На прошлой неделе, 21 июня, у нас в Якутии отметил свой 50-летний юбилей профессор из СанктПетербурга Игорь Григорьев. Почему здесь? Дело в том, что Игорь Владиславович, доктор технических наук, преподает на кафедре «Технология и оборудование лесного комплекса» факультета лесного комплекса и землеустройства в Арктическом государственном агротехническом университете (АГАТУ). Мы встретились с ним накануне его дня рождения.
— Игорь Владиславович, давно вы в Якутии?

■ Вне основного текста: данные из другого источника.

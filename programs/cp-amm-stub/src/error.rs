use anchor_lang::prelude::*;

#[error_code]
pub enum AmmError {
    #[msg("Position does not belong to this pool")]
    InvalidPool,

    #[msg("Lower tick must be below upper tick")]
    InvalidTickRange,

    #[msg("Signer is not the position owner")]
    Unauthorized,

    #[msg("Mint does not match the pool")]
    InvalidMint,
}
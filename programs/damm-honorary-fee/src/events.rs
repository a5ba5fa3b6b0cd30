use anchor_lang::prelude::*;

/// Event emitted when honorary position is initialized
#[event]
pub struct HonoraryPositionInitialized {
    pub vault: Pubkey,
    pub pool: Pubkey,
    pub position: Pubkey,
    pub owner_pda: Pubkey,
    pub quote_mint: Pubkey,
    pub tick_lower: i32,
    pub tick_upper: i32,
    pub timestamp: i64,
}

/// Event emitted when quote fees are claimed from the honorary position
#[event]
pub struct QuoteFeesClaimed {
    pub vault: Pubkey,
    pub day_id: u64,
    pub amount_claimed: u64,
    pub quote_mint: Pubkey,
    pub timestamp: i64,
}

/// Event emitted for every investor paid
#[event]
pub struct InvestorPayout {
    pub vault: Pubkey,
    pub day_id: u64,
    pub page_index: u32,
    pub stream: Pubkey,
    pub investor_quote_ata: Pubkey,
    pub locked_amount: u64,
    pub amount: u64,
}

/// Event emitted for each investor payout page
#[event]
pub struct InvestorPayoutPage {
    pub vault: Pubkey,
    pub day_id: u64,
    pub page_index: u32,
    pub investor_count: u32,
    pub paid_total: u64,
    pub timestamp: i64,
}

/// Event emitted when creator gets remainder payout at day close
#[event]
pub struct CreatorPayoutDayClosed {
    pub vault: Pubkey,
    pub day_id: u64,
    pub creator_amount: u64,
    pub total_claimed_today: u64,
    pub total_distributed_to_investors: u64,
    pub carry_over: u64,
    pub timestamp: i64,
}
impl Progress {
    pub const MAX_PAGES: usize = 512;
    pub const BITMAP_BYTES: usize = 64;

    pub const LEN: usize = 8 + // discriminator
        32 +   // vault
        8 +    // day_id
        8 +    // last_distribution_ts
        4 +    // cursor_idx
        1 +    // is_closed
        8 * 8 + // claimed_today .. locked_seen_today
        Self::BITMAP_BYTES + // processed_pages
        1;     // bump

    /// Clear every per-day field and open `day_id` at `now_ts`.
    /// The carry-over survives, it belongs to the next pot.
    pub fn open_day(&mut self, day_id: u64, now_ts: i64, locked_total: u64) {
        self.day_id = day_id;
        self.last_distribution_ts = now_ts;
        self.cursor_idx = 0;
        self.is_closed = false;
        self.claimed_today = 0;
        self.investor_pot = 0;
        self.creator_share = 0;
        self.cap_excess = 0;
        self.distributed_today = 0;
        self.locked_total_snapshot = locked_total;
        self.locked_seen_today = 0;
        self.processed_pages = [0u8; Self::BITMAP_BYTES];
    }

    pub fn is_page_processed(&self, idx: u32) -> bool {
        let idx = idx as usize;
        if idx >= Self::MAX_PAGES {
            return false;
        }
        self.processed_pages[idx / 8] & (1 << (idx % 8)) != 0
    }

    pub fn mark_page_processed(&mut self, idx: u32) -> Result<()> {
        let idx = idx as usize;
        require!(idx < Self::MAX_PAGES, HonoraryFeeError::InvalidPaginationCursor);
        self.processed_pages[idx / 8] |= 1 << (idx % 8);
        Ok(())
    }

    /// Whether a new day may open at `now_ts`
    pub fn day_gate_open(&self, now_ts: i64) -> bool {
        self.is_closed
            && (self.last_distribution_ts == 0
                || MathUtil::is_24h_elapsed(self.last_distribution_ts, now_ts))
    }

    /// Decide how to handle `page_index` at `now_ts`.
    ///
    /// Processed pages replay as a no-op whether or not the day is closed or
    /// the gate has reopened. Only page 0 can open a new day.
    pub fn admit_page(
        &self,
        page_index: u32,
        now_ts: i64,
        locked_total: u64,
    ) -> Result<PageAdmission> {
        if self.day_gate_open(now_ts) && page_index == 0 {
            return Ok(PageAdmission::OpenDay);
        }
        if self.is_page_processed(page_index) {
            return Ok(PageAdmission::Replay);
        }
        if self.day_gate_open(now_ts) {
            return err!(HonoraryFeeError::InvalidPaginationCursor);
        }
        require!(!self.is_closed, HonoraryFeeError::DayGateNotOpen);
        require!(
            page_index == self.cursor_idx,
            HonoraryFeeError::InvalidPaginationCursor
        );
        require!(
            locked_total == self.locked_total_snapshot,
            HonoraryFeeError::LockedTotalMismatch
        );
        Ok(PageAdmission::Continue)
    }

    /// Book a paid page and advance the cursor
    pub fn record_page(&mut self, page_index: u32, paid: u64, locked_in_page: u64) -> Result<()> {
        self.distributed_today = MathUtil::safe_add(self.distributed_today, paid)?;
        self.locked_seen_today = MathUtil::safe_add(self.locked_seen_today, locked_in_page)?;
        self.mark_page_processed(page_index)?;
        self.cursor_idx = page_index
            .checked_add(1)
            .ok_or(HonoraryFeeError::ArithmeticOverflow)?;
        Ok(())
    }

    /// Close the day and return the carry-over for the next one
    pub fn close_day(&mut self) -> Result<u64> {
        self.carry_over_lamports =
            next_carry_over(self.investor_pot, self.distributed_today, self.cap_excess)?;
        self.is_closed = true;
        Ok(self.carry_over_lamports)
    }
}

/// Seeds for PDA derivation
pub const VAULT_SEED: &[u8] = b"vault";
pub const INVESTOR_FEE_POS_OWNER_SEED: &[u8] = b"investor_fee_pos_owner";
pub const POLICY_SEED: &[u8] = b"policy";
pub const PROGRESS_SEED: &[u8] = b"progress";
pub const HONORARY_POSITION_SEED: &[u8] = b"honorary_position";

/// Helper functions for PDA derivation
pub fn get_investor_fee_position_owner_pda(
    vault: &Pubkey,
    program_id: &Pubkey,
) -> (Pubkey, u8) {
    Pubkey::find_program_address(
        &[VAULT_SEED, vault.as_ref(), INVESTOR_FEE_POS_OWNER_SEED],
        program_id,
    )
}

pub fn get_policy_pda(
    vault: &Pubkey,
    program_id: &Pubkey,
) -> (Pubkey, u8) {
    Pubkey::find_program_address(&[POLICY_SEED, vault.as_ref()], program_id)
}

pub fn get_progress_pda(
    vault: &Pubkey,
    program_id: &Pubkey,
) -> (Pubkey, u8) {
    Pubkey::find_program_address(&[PROGRESS_SEED, vault.as_ref()], program_id)
}

pub fn get_honorary_position_pda(
    pool: &Pubkey,
    program_id: &Pubkey,
) -> (Pubkey, u8) {
    Pubkey::find_program_address(&[HONORARY_POSITION_SEED, pool.as_ref()], program_id)
}

#[cfg(test)]
mod tests {
    use super::*;
    use crate::utils::SECONDS_PER_DAY;
    use anchor_lang::error::Error;

    const T0: i64 = 1_700_000_000;

    fn error_code<T: std::fmt::Debug>(result: Result<T>) -> u32 {
        match result {
            Err(Error::AnchorError(e)) => e.error_code_number,
            other => panic!("expected anchor error, got {:?}", other),
        }
    }

    /// A day opened at `T0` that paid pages 0..=2 and then closed
    fn day_closed_at_t0() -> Progress {
        let mut progress = closed_progress();
        progress.open_day(MathUtil::day_id(T0), T0, 1_000);
        progress.investor_pot = 900;
        progress.cap_excess = 50;
        for page in 0..3 {
            progress.record_page(page, 100, 200).unwrap();
        }
        progress.close_day().unwrap();
        progress
    }

    fn closed_progress() -> Progress {
        Progress {
            vault: Pubkey::new_unique(),
            day_id: 0,
            last_distribution_ts: 0,
            cursor_idx: 0,
            is_closed: true,
            claimed_today: 0,
            investor_pot: 0,
            creator_share: 0,
            cap_excess: 0,
            distributed_today: 0,
            carry_over_lamports: 0,
            locked_total_snapshot: 0,
            locked_seen_today: 0,
            processed_pages: [0u8; Progress::BITMAP_BYTES],
            bump: 255,
        }
    }

    #[test]
    fn account_lengths_match_serialized_layout() {
        let mut buf = Vec::new();
        closed_progress().try_serialize(&mut buf).unwrap();
        assert_eq!(buf.len(), Progress::LEN);

        let policy = Policy {
            vault: Pubkey::new_unique(),
            quote_mint: Pubkey::new_unique(),
            creator_quote_ata: Pubkey::new_unique(),
            investor_fee_share_bps: 5_000,
            daily_cap_lamports: Some(1_000),
            min_payout_lamports: 10,
            y0: 1_000_000,
            bump: 1,
        };
        let mut buf = Vec::new();
        policy.try_serialize(&mut buf).unwrap();
        assert_eq!(buf.len(), Policy::LEN);

        let position = HonoraryPosition {
            vault: Pubkey::new_unique(),
            pool: Pubkey::new_unique(),
            position: Pubkey::new_unique(),
            owner_pda: Pubkey::new_unique(),
            quote_mint: Pubkey::new_unique(),
            base_mint: Pubkey::new_unique(),
            tick_lower: -10,
            tick_upper: 10,
            bump: 2,
        };
        let mut buf = Vec::new();
        position.try_serialize(&mut buf).unwrap();
        assert_eq!(buf.len(), HonoraryPosition::LEN);
    }

    #[test]
    fn bitmap_covers_every_page() {
        assert_eq!(Progress::BITMAP_BYTES * 8, Progress::MAX_PAGES);
    }

    #[test]
    fn pages_are_tracked_in_bitmap() {
        let mut progress = closed_progress();
        assert!(!progress.is_page_processed(0));

        progress.mark_page_processed(0).unwrap();
        progress.mark_page_processed(9).unwrap();
        progress.mark_page_processed(511).unwrap();

        assert!(progress.is_page_processed(0));
        assert!(progress.is_page_processed(9));
        assert!(progress.is_page_processed(511));
        assert!(!progress.is_page_processed(8));
        assert!(!progress.is_page_processed(10));
    }

    #[test]
    fn out_of_range_page_is_rejected() {
        let mut progress = closed_progress();
        assert!(!progress.is_page_processed(512));
        assert!(progress.mark_page_processed(512).is_err());
    }

    #[test]
    fn open_day_resets_pages_but_keeps_carry_over() {
        let mut progress = closed_progress();
        progress.carry_over_lamports = 77;
        progress.distributed_today = 500;
        progress.cursor_idx = 3;
        progress.mark_page_processed(2).unwrap();

        progress.open_day(19_000, 19_000 * 86_400 + 5, 1_234);

        assert_eq!(progress.day_id, 19_000);
        assert_eq!(progress.last_distribution_ts, 19_000 * 86_400 + 5);
        assert_eq!(progress.cursor_idx, 0);
        assert!(!progress.is_closed);
        assert_eq!(progress.distributed_today, 0);
        assert_eq!(progress.locked_total_snapshot, 1_234);
        assert_eq!(progress.carry_over_lamports, 77);
        assert!(!progress.is_page_processed(2));
    }

    #[test]
    fn pdas_are_scoped_per_vault() {
        let program_id = crate::ID;
        let a = Pubkey::new_unique();
        let b = Pubkey::new_unique();
        assert_ne!(get_policy_pda(&a, &program_id).0, get_policy_pda(&b, &program_id).0);
        assert_ne!(get_policy_pda(&a, &program_id).0, get_progress_pda(&a, &program_id).0);
        assert_ne!(
            get_investor_fee_position_owner_pda(&a, &program_id).0,
            get_investor_fee_position_owner_pda(&b, &program_id).0
        );
    }

    #[test]
    fn first_day_opens_without_waiting() {
        let progress = closed_progress();
        assert_eq!(progress.admit_page(0, 5, 1_000).unwrap(), PageAdmission::OpenDay);
        assert_eq!(
            error_code(progress.admit_page(1, 5, 1_000)),
            u32::from(HonoraryFeeError::InvalidPaginationCursor)
        );
    }

    #[test]
    fn closed_day_stays_gated_until_24h_pass() {
        let progress = day_closed_at_t0();
        let before = T0 + SECONDS_PER_DAY - 1;

        assert!(!progress.day_gate_open(before));
        assert_eq!(
            error_code(progress.admit_page(3, before, 1_000)),
            u32::from(HonoraryFeeError::DayGateNotOpen)
        );
        assert_eq!(
            progress.admit_page(0, T0 + SECONDS_PER_DAY, 1_000).unwrap(),
            PageAdmission::OpenDay
        );
    }

    #[test]
    fn processed_pages_replay_before_and_after_the_gate_reopens() {
        let progress = day_closed_at_t0();

        for page in 0..3 {
            assert_eq!(progress.admit_page(page, T0 + 10, 0).unwrap(), PageAdmission::Replay);
        }
        // A late retry of a non-zero page after 24h is still a no-op
        assert_eq!(
            progress.admit_page(1, T0 + SECONDS_PER_DAY, 0).unwrap(),
            PageAdmission::Replay
        );
        assert_eq!(
            progress.admit_page(2, T0 + 3 * SECONDS_PER_DAY, 0).unwrap(),
            PageAdmission::Replay
        );
        assert_eq!(
            error_code(progress.admit_page(5, T0 + SECONDS_PER_DAY, 0)),
            u32::from(HonoraryFeeError::InvalidPaginationCursor)
        );
    }

    #[test]
    fn open_day_continues_past_24h() {
        let mut progress = closed_progress();
        progress.open_day(MathUtil::day_id(T0), T0, 1_000);
        progress.record_page(0, 0, 400).unwrap();

        assert_eq!(
            progress.admit_page(1, T0 + 2 * SECONDS_PER_DAY, 1_000).unwrap(),
            PageAdmission::Continue
        );
        assert_eq!(progress.admit_page(0, T0 + 10, 1_000).unwrap(), PageAdmission::Replay);
    }

    #[test]
    fn open_day_enforces_cursor_and_locked_total() {
        let mut progress = closed_progress();
        progress.open_day(MathUtil::day_id(T0), T0, 1_000);
        progress.record_page(0, 0, 400).unwrap();

        assert_eq!(
            error_code(progress.admit_page(2, T0 + 10, 1_000)),
            u32::from(HonoraryFeeError::InvalidPaginationCursor)
        );
        assert_eq!(
            error_code(progress.admit_page(1, T0 + 10, 999)),
            u32::from(HonoraryFeeError::LockedTotalMismatch)
        );
    }

    #[test]
    fn recorded_pages_advance_cursor_and_totals() {
        let mut progress = closed_progress();
        progress.open_day(MathUtil::day_id(T0), T0, 1_000);
        progress.record_page(0, 120, 300).unwrap();
        progress.record_page(1, 80, 200).unwrap();

        assert_eq!(progress.cursor_idx, 2);
        assert_eq!(progress.distributed_today, 200);
        assert_eq!(progress.locked_seen_today, 500);
        assert!(progress.is_page_processed(1));
        assert!(progress.record_page(512, 0, 0).is_err());
    }

    #[test]
    fn closing_carries_leftover_pot_and_cap_excess() {
        let progress = day_closed_at_t0();
        assert!(progress.is_closed);
        // 900 pot - 300 paid + 50 held back by the cap
        assert_eq!(progress.carry_over_lamports, 650);

        let mut overpaid = closed_progress();
        overpaid.open_day(1, T0, 1_000);
        overpaid.investor_pot = 10;
        overpaid.distributed_today = 11;
        assert!(overpaid.close_day().is_err());
    }
}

— С 1 сентября 2017 года, именно тогда мы приступили к работе в АГАТУ, перешли из Санкт-Петербургского лесотехнического университета. Мы — это Ольга Куницкая, Александр Тамби и я. Правда, сейчас Александр Алексеевич занялся бизнесом, и совмещать его с преподаванием не получается. Так что мы с Ольгой Анатольевной вдвоем остались из профессоров петербуржской школы.
— Как получилось, что вы оказались так далеко от дома?
— К нам обратилось руководство Якутской сельхозакадемии. Мне позвонили и спросили буквально: «Вы можете гарантировать, что лес станет прорывным направлением для нашего вуза?». Я ответил, что попробовать можно, так как лес здесь в Якутии есть, в отличие от Санкт-Петербурга, и он требует рациональных решений.
— Понравилось?
— Я очень доволен — и профессионально, и как человек. Мне нравится здесь, особенно то, как выстроен учебный процесс. Вот смотрите, в классическом университете поток порядка ста человек, который делят на группы. Преподавателю порой приходится читать одну лекцию раз в неделю, затем учащиеся изучают философию, физику и т. д. Можно читать одну и ту же лекцию весь семестр, и мало кто заметит разницу. А здесь одна группа — она же и есть поток. Мы изначально договорились, что будем вести свои предметы модульно, что показывает очень хороший результат. Я приезжаю в Якутск, и группа весь месяц моя и только моя. Мы с ними полностью погружены в предмет и много что успеваем сделать. Поэтому через месяц с ними можно говорить почти как с профессионалами. И тому есть объяснение. Самое лучшее изучение иностранного языка — это полное погружение в языковую среду. У нас получается то же самое: весь месяц студенты, не отвлекаясь, занимаются только моим предметом. И всегда приятно видеть хороший результат. Вчера (встреча происходила 20 июня. — И. Е.) у нас была государственная экзаменационная комиссия (ГЭК), и надо сказать, что 80% наших студентов защитились на «отлично». А ведь членами госкомиссии были известные ученые и специалисты — доктор наук Гарик Давидович Гаспарян (Калуга), доктор наук Павел Борисович Рябухин (Хабаровск), Джулустан Иванович Хон — первый заместитель министра экологии, природопользования и лесного хозяйства Республики Саха (Якутия). Все они очень требовательные люди.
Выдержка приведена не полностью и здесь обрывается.